[Therapy of hayfever and pollen asthma in children with a new, modified allergen extract].

During a period of 3 years a controlled and prospective study was performed, in which 20 children with pollinosis and pollen asthma (grass pollen) were treated either with a new modified allergenic extract (preparation I: Purethal) or with a standard semi-depot extract (preparation II: Depot-HAL) from the same producer. During the pollen season symptoms, side effects, additional medication, and pollen counts were registered. 20 patients were treated perennially: 5 with preparation II and with reduction of the doses during the pollen season (group A: treatment during 3 successive years), 15 without reduction of the doses during te season with preparation I (group B, 8 patients: treatment during 3 successive years; group C, 7 patients: treatment during 2 successive years). Patients in all groups showed more symptoms in May and June. In the groups B and C less symptoms were recorded. Especially, the score of asthma symptoms decreased.
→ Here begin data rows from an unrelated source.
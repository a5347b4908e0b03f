//! Grid-to-surface coordinate mapping.

use crate::domain::{GridCell, GridExtent, SurfacePoint, SurfaceSize};

/// Maps grid cells to the pixel center of the cell on the surface.
///
/// This is the only place that knows the grid-to-surface scale.
#[derive(Debug, Clone, Copy, PartialEq)]
pub struct CoordinateMapper {
    cell_width: f64,
    cell_height: f64,
}

impl CoordinateMapper {
    /// Create a mapper for a grid drawn over a surface of the given size.
    pub fn new(extent: GridExtent, surface: SurfaceSize) -> Self {
        Self {
            cell_width: surface.width / f64::from(extent.columns),
            cell_height: surface.height / f64::from(extent.rows),
        }
    }

    /// Width of one cell in pixels.
    pub const fn cell_width(&self) -> f64 {
        self.cell_width
    }

    /// Height of one cell in pixels.
    pub const fn cell_height(&self) -> f64 {
        self.cell_height
    }

    /// Center of `cell` on the surface.
    pub fn map(&self, cell: GridCell) -> SurfacePoint {
        let x = f64::from(cell.column).mul_add(self.cell_width, self.cell_width / 2.0);
        let y = f64::from(cell.row).mul_add(self.cell_height, self.cell_height / 2.0);
        SurfacePoint::new(x, y)
    }
}
//! Route drawing.

use crate::domain::{GridCell, RoutePath, SurfacePoint};
use crate::ports::{Color, DrawingSurface, LineCap, LineJoin, StrokeStyle};
use crate::settings::{DEFAULT_MARKER_RADIUS, DEFAULT_STROKE_WIDTH};

use super::mapper::CoordinateMapper;

/// Visual parameters for a drawn route.
#[derive(Debug, Clone, Copy, PartialEq)]
pub struct PathStyle {
    /// Stroke through the route cells.
    pub route: StrokeStyle,
    /// Marker radius in pixels.
    pub marker_radius: f64,
    /// Start marker fill.
    pub start_fill: Color,
    /// End marker fill.
    pub end_fill: Color,
    /// Outline around both markers.
    pub marker_outline: StrokeStyle,
}

impl PathStyle {
    /// Default style with a custom stroke width and marker radius.
    pub fn sized(stroke_width: f64, marker_radius: f64) -> Self {
        let mut style = Self::default();
        style.route.width = stroke_width;
        style.marker_radius = marker_radius;
        style
    }
}

impl Default for PathStyle {
    fn default() -> Self {
        Self {
            route: StrokeStyle {
                color: Color::ROUTE_BLUE,
                width: DEFAULT_STROKE_WIDTH,
                join: LineJoin::Round,
                cap: LineCap::Round,
            },
            marker_radius: DEFAULT_MARKER_RADIUS,
            start_fill: Color::GREEN,
            end_fill: Color::RED,
            marker_outline: StrokeStyle {
                color: Color::WHITE,
                width: 2.0,
                join: LineJoin::Round,
                cap: LineCap::Round,
            },
        }
    }
}

/// What a render call put on the surface.
#[derive(Debug, Clone, Copy, PartialEq, Eq)]
pub enum RenderOutcome {
    /// Route stroke (if any) and both markers were drawn.
    Drawn {
        /// Straight segments in the route stroke.
        segments: usize,
    },
    /// The path had no cells; the surface was only cleared.
    Empty,
}

/// Draws routes onto a surface.
///
/// Every call clears the whole surface first; nothing carries over between
/// renders.
#[derive(Debug, Clone, Copy, PartialEq)]
pub struct PathRenderer {
    mapper: CoordinateMapper,
    style: PathStyle,
}

impl PathRenderer {
    /// Create a renderer.
    pub const fn new(mapper: CoordinateMapper, style: PathStyle) -> Self {
        Self { mapper, style }
    }

    /// The mapper in use.
    pub const fn mapper(&self) -> &CoordinateMapper {
        &self.mapper
    }

    /// Clear `surface` and draw `path` with its start and end markers.
    ///
    /// An empty path leaves the surface blank; the caller reports "no path".
    /// A single-cell path gets markers but no stroke.
    pub fn render(&self, surface: &mut dyn DrawingSurface, path: &RoutePath) -> RenderOutcome {
        surface.clear();

        if path.is_empty() {
            return RenderOutcome::Empty;
        }

        let points: Vec<SurfacePoint> = path.cells.iter().map(|cell| self.mapper.map(*cell)).collect();
        let segments = points.len() - 1;
        if segments > 0 {
            surface.stroke_polyline(&points, &self.style.route);
        }

        self.draw_marker(surface, path.start, self.style.start_fill);
        self.draw_marker(surface, path.end, self.style.end_fill);

        tracing::debug!(cells = path.cells.len(), segments, "Route rendered");
        RenderOutcome::Drawn { segments }
    }

    /// Erase any drawn route.
    pub fn clear(&self, surface: &mut dyn DrawingSurface) {
        surface.clear();
    }

    fn draw_marker(&self, surface: &mut dyn DrawingSurface, cell: GridCell, fill: Color) {
        surface.fill_circle(
            self.mapper.map(cell),
            self.style.marker_radius,
            fill,
            &self.style.marker_outline,
        );
    }
}
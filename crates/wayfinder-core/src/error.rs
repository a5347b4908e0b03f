//! Errors surfaced by navigation actions.

use thiserror::Error;

use crate::autocomplete::LocationField;
use crate::domain::GridCell;
use crate::ports::ApiError;

/// Failure of a single user action. None of these are fatal; the rest of the
/// navigator stays usable.
#[derive(Debug, Clone, Error, PartialEq, Eq)]
pub enum NavigationError {
    /// A required input was empty; no request was sent.
    #[error("Please select both a current location and a destination.")]
    Validation {
        /// The first empty input.
        missing: LocationField,
    },

    /// The backend call failed.
    #[error("Failed to find path: {0}")]
    Transport(#[source] ApiError),

    /// The backend answered, but with an empty route.
    #[error("No path found between the selected locations.")]
    NoPathFound,

    /// The backend returned a cell outside the grid.
    #[error("Failed to find path: server returned cell {cell} outside the floor plan")]
    InvalidRoute {
        /// The offending cell.
        cell: GridCell,
    },
}

impl From<ApiError> for NavigationError {
    fn from(err: ApiError) -> Self {
        Self::Transport(err)
    }
}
However, the need for additional medication was somewhat higher in these groups as compared to group A. The differences were not statistically significant. In 50% of the children no local side reactions were observed after the subcutaneous injections. In the groups B and C the number of late local reactions after 6 to 8 hours was somewhat higher. The patients treated with preparation I did not show an increase of allergen-specific IgG during the pollen season. The relative contribution of allergen-specific IgG1 and IgG4 to total specific IgG was lower in the blood samples of these patients as compared to those of group A. The efficacy and the therapeutic safety of the two preparations are comparable. Preparation I has a number of practical advantages, especially in the treatment of children.